Answer: GPT-3 trained 175B parameters on only 300B tokens. Chinchilla showed that parameters and training tokens should scale together at a 1:20 ratio — GPT-3 was severely data-starved.
Explanation: Hoffmann et al. 2022 demonstrated through rigorous experiments that the Kaplan scaling laws undervalued data. Under the same compute budget, a 70B parameter model trained on 1.4T tokens (Chinchilla) outperformed GPT-3 (175B / 300B tokens) on nearly all benchmarks. The key insight is that the optimal number of training tokens is proportional to the square root of the compute budget, not just the model size.

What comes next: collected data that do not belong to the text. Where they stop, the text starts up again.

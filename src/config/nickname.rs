//! Fallback nickname for configs that do not set one.

use rand::RngExt;

/// `guest` followed by four random digits, e.g. `guest0427`.
pub fn generate_nickname() -> String {
    let mut rng = rand::rng();
    let num: u16 = rng.random_range(0..10_000);
    format!("guest{:04}", num)
}

#[cfg(test)]
mod tests {
    use super::*;

    #[test]
    fn test_generated_nickname_shape() {
        for _ in 0..50 {
            let nick = generate_nickname();
            assert_eq!(nick.len(), 9);
            let digits = nick.strip_prefix("guest").unwrap();
            assert!(digits.bytes().all(|b| b.is_ascii_digit()));
        }
    }
}
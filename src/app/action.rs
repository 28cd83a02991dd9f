/// Side effects requested by the handler and carried out by the main loop.
#[derive(Debug, Clone, PartialEq, Eq)]
pub enum Action {
    Connect { host: String, port: u16, nick: String },
    Disconnect,
    Join { channel: String },
    SendMessage { target: String, text: String },
    ListChannels,
    Raw { line: String },
    SaveConfig,
    Quit { reason: Option<String> },
}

Q2. How does the MinHash algorithm efficiently detect near-duplicates in a large text corpus?
Answer: Documents are represented as shingle (n-gram) sets, then compressed to fixed-length MinHash signatures that approximate Jaccard similarity. LSH groups similar signatures into the same bucket, so only candidate pairs need precise comparison.
Explanation: Direct Jaccard similarity between all pairs requires O(N^2) comparisons. MinHash represents each document as k hash minimums. Two signatures' agreement rate is an unbiased estimator of Jaccard similarity. LSH further reduces comparisons to near O(N) by only comparing documents that hash to the same bucket, making corpus-scale deduplication tractable.

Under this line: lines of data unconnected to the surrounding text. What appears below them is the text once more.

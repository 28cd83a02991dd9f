//! Numeric reply aggregation.
//!
//! Servers report login banners, MOTD text and channel listings as long runs
//! of numeric replies that are individually uninteresting. [`ReplyAggregator`]
//! folds that stream into a handful of discrete [`ReplyFact`]s:
//!
//! - the welcome/MOTD block (001 or 375 through 376) as one [`ServerMessageBlock`]
//! - a LIST response (322 entries through 323) as one ordered `Vec<ChannelInfo>`
//! - single-shot facts for 001 (registered), 332 (topic) and 366 (join confirmed)
//!
//! The aggregator is a plain value. Whoever owns it feeds messages in order and
//! calls [`ReplyAggregator::reset`] when the connection goes away, which drops
//! any half-collected block or listing.

use std::collections::BTreeSet;

use serde::{Deserialize, Serialize};

use super::message::IrcMessage;

pub const RPL_WELCOME: u16 = 1;
pub const RPL_LUSERCLIENT: u16 = 251;
pub const RPL_LUSERME: u16 = 255;
pub const RPL_LIST: u16 = 322;
pub const RPL_LISTEND: u16 = 323;
pub const RPL_TOPIC: u16 = 332;
pub const RPL_NAMREPLY: u16 = 353;
pub const RPL_ENDOFNAMES: u16 = 366;
pub const RPL_MOTD: u16 = 372;
pub const RPL_MOTDSTART: u16 = 375;
pub const RPL_ENDOFMOTD: u16 = 376;

/// First error numeric; nothing at or above it is folded into the MOTD block.
const FIRST_ERROR_CODE: u16 = 400;

/// One entry of a LIST response.
#[derive(Debug, Clone, PartialEq, Eq)]
pub struct ChannelInfo {
    pub name: String,
    pub user_count: u32,
    pub topic: String,
}

/// The welcome/MOTD announcement, one line per contributing reply.
#[derive(Debug, Clone, PartialEq, Eq, Default)]
pub struct ServerMessageBlock {
    pub lines: Vec<String>,
}

impl ServerMessageBlock {
    pub fn len(&self) -> usize {
        self.lines.len()
    }

    pub fn is_empty(&self) -> bool {
        self.lines.is_empty()
    }
}

/// Higher-level facts reconstructed from numeric replies.
#[derive(Debug, Clone, PartialEq, Eq)]
pub enum ReplyFact {
    /// 001: registration accepted under `nick`.
    Registered { nick: String },
    /// 376: the collected welcome/MOTD block.
    ServerMessages(ServerMessageBlock),
    /// 323: the collected LIST response, in arrival order.
    ChannelList(Vec<ChannelInfo>),
    /// 332: topic announced for a channel.
    Topic { channel: String, topic: String },
    /// 366: end of NAMES, i.e. the join has completed.
    JoinConfirmed { channel: String },
}

/// Which sub-400 replies without dedicated handling get folded into the
/// MOTD block (as `[NNN] text`) while it is being collected.
#[derive(Debug, Clone, PartialEq, Eq, Default, Serialize, Deserialize)]
#[serde(rename_all = "lowercase")]
pub enum TaggedReplies {
    #[default]
    All,
    Only(BTreeSet<u16>),
    None,
}

impl TaggedReplies {
    fn allows(&self, code: u16) -> bool {
        match self {
            TaggedReplies::All => true,
            TaggedReplies::Only(codes) => codes.contains(&code),
            TaggedReplies::None => false,
        }
    }
}

#[derive(Debug, Default)]
enum MotdState {
    #[default]
    Idle,
    Collecting(Vec<String>),
}

/// Folds numeric replies into [`ReplyFact`]s.
#[derive(Debug, Default)]
pub struct ReplyAggregator {
    motd: MotdState,
    channels: Vec<ChannelInfo>,
    tagged: TaggedReplies,
}

impl ReplyAggregator {
    pub fn new(tagged: TaggedReplies) -> Self {
        Self {
            motd: MotdState::Idle,
            channels: Vec::new(),
            tagged,
        }
    }

    pub fn is_collecting_motd(&self) -> bool {
        matches!(self.motd, MotdState::Collecting(_))
    }

    pub fn pending_channels(&self) -> usize {
        self.channels.len()
    }

    /// Drop the LIST buffer. Called before a new LIST request goes out.
    pub fn clear_channel_list(&mut self) {
        self.channels.clear();
    }

    /// Discard everything half-collected. Nothing is emitted.
    pub fn reset(&mut self) {
        self.motd = MotdState::Idle;
        self.channels.clear();
    }

    /// Feed one message. Non-numeric messages are ignored.
    pub fn handle(&mut self, message: &IrcMessage) -> Vec<ReplyFact> {
        let Some(code) = message.numeric_code() else {
            return Vec::new();
        };
        let text = message.trailing.as_str();
        let mut facts = Vec::new();

        match code {
            RPL_WELCOME => {
                self.motd = MotdState::Collecting(Vec::new());
                self.push_motd_line(text);
                if let Some(nick) = message.params.first() {
                    facts.push(ReplyFact::Registered { nick: nick.clone() });
                }
            }
            RPL_MOTDSTART => {
                if !self.is_collecting_motd() {
                    self.motd = MotdState::Collecting(Vec::new());
                }
                self.push_motd_line(text);
            }
            2..=5 | RPL_LUSERCLIENT..=RPL_LUSERME | RPL_MOTD => {
                self.push_motd_line(text);
            }
            RPL_ENDOFMOTD => {
                self.push_motd_line(text);
                if let MotdState::Collecting(lines) = std::mem::take(&mut self.motd) {
                    if !lines.is_empty() {
                        facts.push(ReplyFact::ServerMessages(ServerMessageBlock { lines }));
                    }
                }
            }
            RPL_LIST => {
                if message.params.len() >= 3 {
                    self.channels.push(ChannelInfo {
                        name: message.params[1].clone(),
                        user_count: message.params[2].parse().unwrap_or(0),
                        topic: message.trailing.clone(),
                    });
                }
            }
            RPL_LISTEND => {
                facts.push(ReplyFact::ChannelList(std::mem::take(&mut self.channels)));
            }
            RPL_TOPIC => {
                if message.params.len() >= 2 {
                    facts.push(ReplyFact::Topic {
                        channel: message.params[1].clone(),
                        topic: message.trailing.clone(),
                    });
                }
            }
            RPL_NAMREPLY => {}
            RPL_ENDOFNAMES => {
                if message.params.len() >= 2 {
                    facts.push(ReplyFact::JoinConfirmed {
                        channel: message.params[1].clone(),
                    });
                }
            }
            other if other < FIRST_ERROR_CODE && self.tagged.allows(other) => {
                if !text.trim().is_empty() {
                    let tagged = format!("[{:03}] {}", other, text);
                    self.push_motd_line(&tagged);
                }
            }
            _ => {}
        }

        facts
    }

    fn push_motd_line(&mut self, text: &str) {
        if let MotdState::Collecting(lines) = &mut self.motd {
            if !text.trim().is_empty() {
                lines.push(text.to_string());
            }
        }
    }
}
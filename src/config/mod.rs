pub mod model;
pub mod nickname;

use anyhow::{Context, Result};
use std::path::{Path, PathBuf};

pub use model::{AppConfig, BehaviorConfig, ConnectionConfig, LoggingConfig, MotdConfig, ServerConfig};

/// `<config_dir>/ircline/config.toml`, or `./ircline/config.toml` when the
/// platform has no config directory.
pub fn config_path() -> PathBuf {
    dirs::config_dir()
        .unwrap_or_else(|| PathBuf::from("."))
        .join("ircline")
        .join("config.toml")
}

/// Load the config at `path`. A missing file yields the defaults.
pub fn load_config(path: &Path) -> Result<AppConfig> {
    if !path.exists() {
        return Ok(AppConfig::default());
    }
    let contents = std::fs::read_to_string(path)
        .with_context(|| format!("Failed to read config from {}", path.display()))?;
    let config: AppConfig = toml::from_str(&contents)
        .with_context(|| format!("Failed to parse config file {}", path.display()))?;
    Ok(config)
}

pub fn save_config(config: &AppConfig, path: &Path) -> Result<()> {
    if let Some(parent) = path.parent() {
        std::fs::create_dir_all(parent)
            .with_context(|| format!("Failed to create config directory {}", parent.display()))?;
    }
    let contents = toml::to_string_pretty(config).with_context(|| "Failed to serialize config")?;
    std::fs::write(path, contents)
        .with_context(|| format!("Failed to write config to {}", path.display()))?;
    Ok(())
}
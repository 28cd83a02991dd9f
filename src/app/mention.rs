//! Detect when a chat line addresses our nickname.

/// True when `text` mentions `nick` as `@nick`, `nick:`, `nick,` or `nick `
/// (nick followed by whitespace). Matching ignores ASCII case; the nick must
/// start at a word boundary for the last three forms and end at one for
/// `@nick`.
pub fn is_mentioned(text: &str, nick: &str) -> bool {
    let nick = nick.trim();
    if nick.is_empty() || nick.len() > text.len() {
        return false;
    }
    let hay = text.to_ascii_lowercase();
    let needle = nick.to_ascii_lowercase();
    let first = needle.chars().next();
    let last = needle.chars().next_back();

    (0..=hay.len() - needle.len())
        .filter(|&start| hay.is_char_boundary(start) && hay[start..].starts_with(&needle))
        .any(|start| {
            let before = hay[..start].chars().next_back();
            let after = hay[start + needle.len()..].chars().next();
            let at_sign = before == Some('@') && word_boundary(last, after);
            let addressed = word_boundary(before, first)
                && after.is_some_and(|c| c == ':' || c == ',' || c.is_whitespace());
            at_sign || addressed
        })
}

fn is_word(c: Option<char>) -> bool {
    c.is_some_and(|c| c.is_alphanumeric() || c == '_')
}

fn word_boundary(left: Option<char>, right: Option<char>) -> bool {
    is_word(left) != is_word(right)
}

#[cfg(test)]
mod tests {
    use super::*;

    #[test]
    fn test_addressed_forms() {
        assert!(is_mentioned("crab: ping", "crab"));
        assert!(is_mentioned("hey crab, look", "crab"));
        assert!(is_mentioned("thanks crab for that", "crab"));
        assert!(is_mentioned("ask @crab", "crab"));
        assert!(is_mentioned("@crab", "crab"));
        assert!(is_mentioned("CRAB: hello", "crab"));
        assert!(is_mentioned("hi @Crab!", "cRaB"));
    }

    #[test]
    fn test_non_mentions() {
        assert!(!is_mentioned("crabs are great", "crab"));
        assert!(!is_mentioned("ask @crabby", "crab"));
        assert!(!is_mentioned("hermitcrab: hi", "crab"));
        assert!(!is_mentioned("i like crab", "crab"));
        assert!(!is_mentioned("anything", ""));
        assert!(!is_mentioned("cr", "crab"));
    }

    #[test]
    fn test_nick_with_symbols() {
        assert!(is_mentioned("crab_: you there?", "crab_"));
        assert!(is_mentioned("[away]crab, hi", "crab"));
        assert!(is_mentioned("ping @crab_ now", "crab_"));
    }

    #[test]
    fn test_non_ascii_text() {
        assert!(is_mentioned("héllo crab: ça va", "crab"));
        assert!(!is_mentioned("日本語のテキスト", "crab"));
    }
}
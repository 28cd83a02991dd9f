use crate::irc::ClientEvent;

#[derive(Debug)]
pub enum AppEvent {
    /// One line typed by the user.
    Input(String),
    /// Standard input reached end of file.
    InputClosed,
    /// Something reported by the IRC client.
    Irc(ClientEvent),
}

Q3. How does Grouped Query Attention (GQA) reduce inference memory compared to Multi-Head Attention?
Answer: GQA uses fewer Key/Value heads than Query heads. Since the KV cache scales with the number of KV heads (not Query heads), the cache is reduced by a factor of KV heads / Query heads.

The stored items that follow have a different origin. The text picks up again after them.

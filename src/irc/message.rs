//! IRC wire-line codec.
//!
//! Parses raw server lines into [`IrcMessage`] values and builds the small set
//! of outgoing command lines the client sends. Parsing never fails loudly: a
//! line that does not carry a command simply yields `None`.

use std::fmt;

/// A single parsed IRC line.
///
/// Grammar: `[":" prefix SPACE] command [SPACE param]* [SPACE ":" trailing]`.
/// Absent parts are represented by empty strings / an empty `params` list.
#[derive(Debug, Clone, PartialEq, Eq)]
pub struct IrcMessage {
    pub prefix: String,
    pub command: String,
    pub params: Vec<String>,
    pub trailing: String,
}

impl IrcMessage {
    /// Parse one raw line (with or without its CRLF terminator).
    ///
    /// Returns `None` for blank lines, for a prefix with nothing after it, and
    /// for lines whose command/params region is empty.
    pub fn parse(raw: &str) -> Option<IrcMessage> {
        let mut rest = raw.trim();
        if rest.is_empty() {
            return None;
        }

        let mut prefix = String::new();
        if let Some(stripped) = rest.strip_prefix(':') {
            let space = stripped.find(' ')?;
            prefix = stripped[..space].to_string();
            rest = stripped[space + 1..].trim();
        }

        let mut trailing = String::new();
        if let Some(idx) = rest.find(" :") {
            trailing = rest[idx + 2..].to_string();
            rest = &rest[..idx];
        }

        let mut tokens = rest.split(' ').filter(|t| !t.is_empty());
        let command = tokens.next()?.to_string();
        let params = tokens.map(str::to_string).collect();

        Some(IrcMessage {
            prefix,
            command,
            params,
            trailing,
        })
    }

    /// Nickname portion of the prefix (`nick!user@host` -> `nick`).
    pub fn sender_nick(&self) -> &str {
        match self.prefix.find('!') {
            Some(idx) => &self.prefix[..idx],
            None => &self.prefix,
        }
    }

    pub fn is_privmsg(&self) -> bool {
        self.command.eq_ignore_ascii_case("PRIVMSG")
    }

    pub fn is_ping(&self) -> bool {
        self.command.eq_ignore_ascii_case("PING")
    }

    /// True when the command is made only of decimal digits.
    pub fn is_numeric_reply(&self) -> bool {
        !self.command.is_empty() && self.command.bytes().all(|b| b.is_ascii_digit())
    }

    /// Numeric reply code, if the command is one.
    pub fn numeric_code(&self) -> Option<u16> {
        if self.is_numeric_reply() {
            self.command.parse().ok()
        } else {
            None
        }
    }

    /// Token a PONG must echo back: trailing text, else the first param.
    pub fn ping_token(&self) -> &str {
        self.trailing_or_first_param()
    }

    /// Trailing text if non-blank, else the first param. JOIN and NICK put
    /// their argument in either place depending on the server.
    pub fn trailing_or_first_param(&self) -> &str {
        if !self.trailing.trim().is_empty() {
            &self.trailing
        } else {
            self.params.first().map(String::as_str).unwrap_or("")
        }
    }
}

impl fmt::Display for IrcMessage {
    fn fmt(&self, f: &mut fmt::Formatter<'_>) -> fmt::Result {
        if !self.prefix.is_empty() {
            write!(f, ":{} ", self.prefix)?;
        }
        f.write_str(&self.command)?;
        for param in &self.params {
            write!(f, " {}", param)?;
        }
        if !self.trailing.is_empty() {
            write!(f, " :{}", self.trailing)?;
        }
        Ok(())
    }
}

// Outgoing command lines. Arguments are interpolated as-is; callers must not
// pass CR or LF.

pub const DEFAULT_QUIT_REASON: &str = "Leaving";

pub fn nick(nickname: &str) -> String {
    format!("NICK {}\r\n", nickname)
}

pub fn user(username: &str, realname: &str) -> String {
    format!("USER {} 0 * :{}\r\n", username, realname)
}

pub fn join(channel: &str) -> String {
    format!("JOIN {}\r\n", channel)
}

pub fn privmsg(target: &str, text: &str) -> String {
    format!("PRIVMSG {} :{}\r\n", target, text)
}

pub fn pong(token: &str) -> String {
    format!("PONG :{}\r\n", token)
}

pub fn quit(reason: Option<&str>) -> String {
    format!("QUIT :{}\r\n", reason.unwrap_or(DEFAULT_QUIT_REASON))
}

pub fn list() -> String {
    "LIST\r\n".to_string()
}
//! ircline: a small IRC client core with a line-oriented terminal front end.

pub mod app;
pub mod config;
pub mod irc;
pub mod logging;
//! Configuration data model.
//!
//! All structs derive `Serialize`/`Deserialize` for TOML persistence.
//! Every field has a default, so a partial or missing file still loads.

use serde::{Deserialize, Serialize};
use std::time::Duration;

use super::nickname::generate_nickname;
use crate::irc::{ClientSettings, ConnectionSettings, TaggedReplies};

/// Root application configuration.
#[derive(Debug, Clone, Default, PartialEq, Serialize, Deserialize)]
pub struct AppConfig {
    #[serde(default)]
    pub server: ServerConfig,
    #[serde(default)]
    pub connection: ConnectionConfig,
    #[serde(default)]
    pub motd: MotdConfig,
    #[serde(default)]
    pub behavior: BehaviorConfig,
    #[serde(default)]
    pub logging: LoggingConfig,
}

impl AppConfig {
    pub fn client_settings(&self) -> ClientSettings {
        ClientSettings {
            connection: self.connection.settings(),
            tagged_replies: self.motd.tagged_replies.clone(),
        }
    }
}

/// Server to connect to and what to do once registered.
#[derive(Debug, Clone, PartialEq, Serialize, Deserialize)]
pub struct ServerConfig {
    #[serde(default = "default_host")]
    pub host: String,
    #[serde(default = "default_port")]
    pub port: u16,
    #[serde(default = "default_nickname")]
    pub nickname: String,
    /// Joined automatically after registration.
    #[serde(default)]
    pub channels: Vec<String>,
    #[serde(default)]
    pub auto_connect: bool,
}

impl Default for ServerConfig {
    fn default() -> Self {
        Self {
            host: default_host(),
            port: default_port(),
            nickname: default_nickname(),
            channels: Vec::new(),
            auto_connect: false,
        }
    }
}

/// Socket timeouts and the QUIT reason.
#[derive(Debug, Clone, PartialEq, Serialize, Deserialize)]
pub struct ConnectionConfig {
    #[serde(default = "default_connect_timeout")]
    pub connect_timeout_secs: u64,
    #[serde(default = "default_io_timeout")]
    pub read_timeout_secs: u64,
    #[serde(default = "default_io_timeout")]
    pub write_timeout_secs: u64,
    #[serde(default = "default_quit_message")]
    pub quit_message: String,
}

impl Default for ConnectionConfig {
    fn default() -> Self {
        Self {
            connect_timeout_secs: default_connect_timeout(),
            read_timeout_secs: default_io_timeout(),
            write_timeout_secs: default_io_timeout(),
            quit_message: default_quit_message(),
        }
    }
}

impl ConnectionConfig {
    /// Zero timeouts are bumped to one second.
    pub fn settings(&self) -> ConnectionSettings {
        let secs = |value: u64| Duration::from_secs(value.max(1));
        ConnectionSettings {
            connect_timeout: secs(self.connect_timeout_secs),
            read_timeout: secs(self.read_timeout_secs),
            write_timeout: secs(self.write_timeout_secs),
            quit_message: Some(self.quit_message.clone()),
        }
    }
}

/// Which untagged sub-400 replies go into the server message block.
#[derive(Debug, Clone, Default, PartialEq, Serialize, Deserialize)]
pub struct MotdConfig {
    #[serde(default)]
    pub tagged_replies: TaggedReplies,
}

#[derive(Debug, Clone, PartialEq, Serialize, Deserialize)]
pub struct BehaviorConfig {
    #[serde(default = "default_true")]
    pub bell_on_mention: bool,
    /// Print our own outgoing messages.
    #[serde(default = "default_true")]
    pub echo_own_messages: bool,
}

impl Default for BehaviorConfig {
    fn default() -> Self {
        Self {
            bell_on_mention: true,
            echo_own_messages: true,
        }
    }
}

/// Chat transcript settings.
#[derive(Debug, Clone, PartialEq, Serialize, Deserialize)]
pub struct LoggingConfig {
    #[serde(default)]
    pub enabled: bool,
    #[serde(default = "default_log_dir")]
    pub log_dir: String,
}

impl Default for LoggingConfig {
    fn default() -> Self {
        Self {
            enabled: false,
            log_dir: default_log_dir(),
        }
    }
}

fn default_host() -> String {
    "irc.libera.chat".to_string()
}
fn default_port() -> u16 {
    6667
}
fn default_nickname() -> String {
    generate_nickname()
}
fn default_true() -> bool {
    true
}
fn default_connect_timeout() -> u64 {
    10
}
fn default_io_timeout() -> u64 {
    30
}
fn default_quit_message() -> String {
    crate::irc::message::DEFAULT_QUIT_REASON.to_string()
}
fn default_log_dir() -> String {
    "~/.local/share/ircline/logs".to_string()
}
use chrono::Local;

use crate::config::AppConfig;
use crate::irc::ConnectionState;

/// Server the user last asked to connect to.
#[derive(Debug, Clone, PartialEq, Eq)]
pub struct ServerTarget {
    pub host: String,
    pub port: u16,
}

#[derive(Debug)]
pub struct AppState {
    pub config: AppConfig,
    pub nickname: String,
    pub connection: ConnectionState,
    pub server: Option<ServerTarget>,
    /// Where plain text goes: the channel most recently joined.
    pub current_channel: Option<String>,
    /// Lines waiting to be printed by the main loop.
    pub output: Vec<String>,
    pub pending_bell: bool,
    pub should_quit: bool,
}

impl AppState {
    pub fn new(config: AppConfig) -> Self {
        Self {
            nickname: config.server.nickname.clone(),
            config,
            connection: ConnectionState::Disconnected,
            server: None,
            current_channel: None,
            output: Vec::new(),
            pending_bell: false,
            should_quit: false,
        }
    }

    pub fn push(&mut self, line: String) {
        self.output.push(line);
    }

    pub fn system_message(&mut self, text: impl AsRef<str>) {
        self.push(format!("*** {}", text.as_ref()));
    }

    pub fn error_message(&mut self, text: impl AsRef<str>) {
        self.push(format!("!!! {}", text.as_ref()));
    }

    /// `[HH:MM:SS] <nick> text`, with the target shown when it is not the
    /// current channel.
    pub fn chat_message(&mut self, target: Option<&str>, nick: &str, text: &str) {
        let ts = Local::now().format("%H:%M:%S");
        match target {
            Some(target) if self.current_channel.as_deref() != Some(target) => {
                self.push(format!("[{}] [{}] <{}> {}", ts, target, nick, text))
            }
            _ => self.push(format!("[{}] <{}> {}", ts, nick, text)),
        }
    }

    pub fn private_message(&mut self, nick: &str, text: &str) {
        self.push(format!("[{}] *{}* {}", Local::now().format("%H:%M:%S"), nick, text));
    }

    pub fn take_output(&mut self) -> Vec<String> {
        std::mem::take(&mut self.output)
    }

    pub fn take_bell(&mut self) -> bool {
        std::mem::take(&mut self.pending_bell)
    }

    pub fn is_connected(&self) -> bool {
        self.connection == ConnectionState::Connected
    }
}

#[cfg(test)]
mod tests {
    use super::*;

    #[test]
    fn test_message_prefixes() {
        let mut state = AppState::new(AppConfig::default());
        state.system_message("hello");
        state.error_message(String::from("boom"));
        assert_eq!(state.take_output(), vec!["*** hello", "!!! boom"]);
        assert!(state.output.is_empty());
    }

    #[test]
    fn test_chat_message_target_tag() {
        let mut state = AppState::new(AppConfig::default());
        state.current_channel = Some("#rust".into());
        state.chat_message(Some("#rust"), "ferris", "hi");
        state.chat_message(Some("#tokio"), "ferris", "yo");
        state.chat_message(None, "ferris", "psst");

        let out = state.take_output();
        assert!(out[0].starts_with('[') && out[0].ends_with("] <ferris> hi"));
        assert!(out[1].ends_with("] [#tokio] <ferris> yo"));
        assert!(out[2].ends_with("] <ferris> psst"));
        assert_eq!(out[0].find(']'), Some(9));
    }
}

Explanation: During autoregressive inference, all previous tokens' Keys and Values must be cached. With MHA, the cache size is batch_size x seq_len x num_heads x head_dim x 2. GQA with G KV heads (G < H query heads) reduces cache to G/H of MHA. Llama 3 8B (H=32 query heads, G=8 KV heads) uses 1/4 the KV cache of equivalent MHA.
Q4. Why is RoPE (Rotary Position Embedding) better suited for long-context extrapolation than absolute positional embeddings?
Answer: RoPE makes attention scores a function of relative position (m-n) rather than absolute positions. This means the model generalizes to position offsets it has not seen during training, enabling length extrapolation.
Explanation: Absolute positional embeddings (sinusoidal or learned) are added to token embeddings at specific indices. Positions beyond the training length are out-of-distribution. RoPE applies rotation matrices to Q and K such that their dot product depends only on the difference between their positions. Extensions like YaRN and LongRoPE leverage this property to extend context windows from 4K to 128K+ tokens with minimal fine-tuning.
Q5. Why is a load balancing loss necessary in MoE expert routing?
Answer: Without it, the router collapses to always choosing the same expert (expert collapse). That expert improves most, gets selected more, and the cycle repeats — other experts receive no gradients and remain undertrained.
Explanation: The router's softmax produces expert selection probabilities. Even with uniform initialization, a positive feedback loop causes one or a few experts to dominate. Load balancing loss adds an auxiliary penalty when the distribution of tokens to experts is uneven. The loss term equals num_experts times the sum of (expert fraction) times (average routing probability), encouraging a uniform distribution and ensuring all experts are adequately trained.
Conclusion
LLM pretraining is where theoretical scaling laws, practical data engineering, and systems optimization intersect. Chinchilla proved mathematically that "bigger is not always better" — data efficiency matters as much as parameter count. Flash Attention and GQA made large-scale training and deployment economically feasible. DeepSeek-V3 demonstrated that MoE architecture combined with efficient implementation can achieve frontier performance at a fraction of the cost. The concepts in this guide form the foundation for understanding and conducting LLM pretraining experiments at any scale.